Required work: Search the records for "Option". Report every line where it occurs.

Stored data:
□ □ □ □ □ □ □
impl DataService {
    pub fn new(settings: &Settings) -> Result<Self, ProviderError> {
        let timeout = std::time::Duration::from_secs(settings.request_timeout_secs);

        let espn_key = if settings.espn_api_key.is_empty() {
            None
        } else {
            Some(settings.espn_api_key.as_str())
        };
        let espn = EspnProvider::new(
            espn::BASE_URL,
            espn_key,
            timeout,
            settings.max_retries,
            settings.espn_rate_limit,
        )?;
        let nba = NbaStatsProvider::new(
            nba_stats::BASE_URL,
            timeout,
            settings.max_retries,
            settings.nba_rate_limit,
        )?;
        let odds = if settings.odds_configured() {
            Some(OddsProvider::new(
                odds_api::BASE_URL,
                &settings.odds_api_key,
                timeout,
                settings.max_retries,
                settings.odds_rate_limit,
            )?)
        } else {
            info!("ODDS_API_KEY not set, odds provider disabled");
            None
        };

        Ok(Self { espn, nba, odds })
    }

    /// Assemble from pre-built providers, e.g. ones pointed at a non-default
    /// base URL.
    pub fn with_providers(
        espn: EspnProvider,
        nba: NbaStatsProvider,
        odds: Option<OddsProvider>,
    ) -> Self {
        Self { espn, nba, odds }
    }

    /// Today's matches enriched with betting odds, capped at ten. Never
    /// empty: with no live games, placeholder upcoming matchups are
    /// synthesized from known teams.
    pub async fn get_dashboard_matches(&self) -> Vec<DashboardMatch> {
        let today = Utc::now().date_naive();
        let (games, teams, odds) = tokio::join!(
            self.espn.get_games(Some(today), None, None),
            self.get_dashboard_teams(),
            self.fetch_odds(),
        );

        let games = match games {
            Ok(games) => games,
            Err(e) => {
                warn!(error = %e, "Games fetch failed, dashboard degrades to placeholders");
                Vec::new()
            }
        };

        if games.is_empty() {
            return placeholder_matches(&teams);
        }

        let matches: Vec<DashboardMatch> = games
            .iter()
            .take(MAX_DASHBOARD_MATCHES)
            .map(|game| {
                let home_name = team_display_name(&teams, &game.home_team_id);
                let away_name = team_display_name(&teams, &game.away_team_id);
                let odds_display = find_game_odds(&odds, &home_name, &away_name)
                    .and_then(average_home_odds)
                    .map(american_odds_display);
                DashboardMatch {
                    id: game.id.clone(),
                    home_team: home_name,
                    away_team: away_name,
                    scheduled_at: game.scheduled_at,
                    status: dashboard_status(&game.status).to_string(),
                    odds_display,
                    home_score: game.home_score,
                    away_score: game.away_score,
                    venue: game.venue.clone(),
                }
            })
            .collect();

        info!(count = matches.len(), "Built dashboard matches view");
        matches
    }

    /// League teams, preferring ESPN and degrading to the stats provider
    /// (which itself degrades to the static table).
    pub async fn get_dashboard_teams(&self) -> Vec<Team> {
        match self.espn.get_teams(None).await {
            Ok(teams) if !teams.is_empty() => teams,
            Ok(_) => {
                warn!("ESPN returned no teams, using stats provider");
                self.nba.get_teams(None).await.unwrap_or_default()
            }
            Err(e) => {
                warn!(error = %e, "ESPN teams fetch failed, using stats provider");
                self.nba.get_teams(None).await.unwrap_or_default()
            }
        }
    }

    /// Team counts by conference and division, with a per-source live map.
    pub async fn get_team_stats_summary(&self) -> TeamStatsSummary {
        let (espn_teams, nba_teams) = tokio::join!(
            self.espn.get_teams(None),
            self.nba.fetch_live_teams(),
        );

        let mut sources = HashMap::new();
        sources.insert(
            "espn".to_string(),
            matches!(&espn_teams, Ok(t) if !t.is_empty()),
        );
        sources.insert(
            "nba_stats".to_string(),
            matches!(&nba_teams, Ok(t) if !t.is_empty()),
        );
        sources.insert("odds_api".to_string(), self.odds.is_some());

        let teams = match espn_teams {
            Ok(t) if !t.is_empty() => t,
            _ => self.nba.get_teams(None).await.unwrap_or_default(),
        };

        let mut by_conference: HashMap<String, usize> = HashMap::new();
        let mut by_division: HashMap<String, usize> = HashMap::new();
        for team in &teams {
            if let Some(conference) = &team.conference {
                *by_conference.entry(conference.clone()).or_default() += 1;
            }
            if let Some(division) = &team.division {
                *by_division.entry(division.clone()).or_default() += 1;
            }
        }

        TeamStatsSummary {
            total_teams: teams.len(),
            by_conference,
            by_division,
            sources,
        }
    }

    /// One match with rosters, team stats, and betting odds. Every
    /// enrichment is best-effort; only a missing game yields `None`.
    pub async fn get_match_detail(&self, match_id: &str) -> Option<MatchDetail> {
        let game = match self.espn.get_game(match_id).await {
            Ok(game) => game,
            Err(e) => {
                if !e.is_not_found() {
                    warn!(error = %e, match_id, "Match detail lookup failed");
                }
                return None;
            }
        };

        let (home_team, away_team, home_roster, away_roster) = tokio::join!(
            self.espn.get_team(&game.home_team_id),
            self.espn.get_team(&game.away_team_id),
            self.espn.get_players(Some(&game.home_team_id)),
            self.espn.get_players(Some(&game.away_team_id)),
        );
        let (home_stats, away_stats, odds) = tokio::join!(
            self.espn.get_team_stats(&game.home_team_id, None),
            self.espn.get_team_stats(&game.away_team_id, None),
            self.fetch_odds(),
        );

        let home_team = home_team.ok();
        let away_team = away_team.ok();
        let home_name = home_team
            .as_ref()
            .map(|t| t.name.clone())
            .unwrap_or_else(|| game.home_team_id.clone());
        let away_name = away_team
            .as_ref()
            .map(|t| t.name.clone())
            .unwrap_or_else(|| game.away_team_id.clone());
        let game_odds = find_game_odds(&odds, &home_name, &away_name)
            .map(|g| g.odds.clone())
            .unwrap_or_default();

        Some(MatchDetail {
            game,
            home_team,
            away_team,
            home_roster: truncate_roster(home_roster.unwrap_or_default()),
            away_roster: truncate_roster(away_roster.unwrap_or_default()),
            home_stats: home_stats.unwrap_or_default(),
            away_stats: away_stats.unwrap_or_default(),
            odds: game_odds,
        })
    }

    /// Concurrent cheap reads against every provider.
    pub async fn health_check(&self) -> HealthReport {
        let odds_check = async {
            match &self.odds {
                Some(provider) => Some(provider.get_sports().await.map(|s| s.len())),
                None => None,
            }
        };
        let (espn, nba, odds) = tokio::join!(
            async { self.espn.get_teams(None).await.map(|t| t.len()) },
            async { self.nba.fetch_live_teams().await.map(|t| t.len()) },
            odds_check,
        );

        let report = HealthReport {
            espn: status_from_count(espn),
            nba_stats: status_from_count(nba),
            odds: odds.map_or(HealthStatus::NotConfigured, status_from_count),
            checked_at: Utc::now(),
        };
        info!(
            espn = ?report.espn,
            nba_stats = ?report.nba_stats,
            odds = ?report.odds,
            "Provider health check"
        );
        report
    }

    async fn fetch_odds(&self) -> Vec<GameWithOdds> {
        let Some(provider) = &self.odds else {
            return Vec::new();
        };
        match provider
            .get_odds(DEFAULT_SPORT, DEFAULT_REGIONS, DEFAULT_MARKETS)
            .await
        {
            Ok(games) => games,
            Err(e) => {
                warn!(error = %e, "Odds fetch failed, matches render without odds");
                Vec::new()
            }
        }
    }
}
□ □ □ □ □ □ □
Solved problem:
        odds: Option<OddsProvider>,
    pub async fn get_match_detail(&self, match_id: &str) -> Option<MatchDetail> {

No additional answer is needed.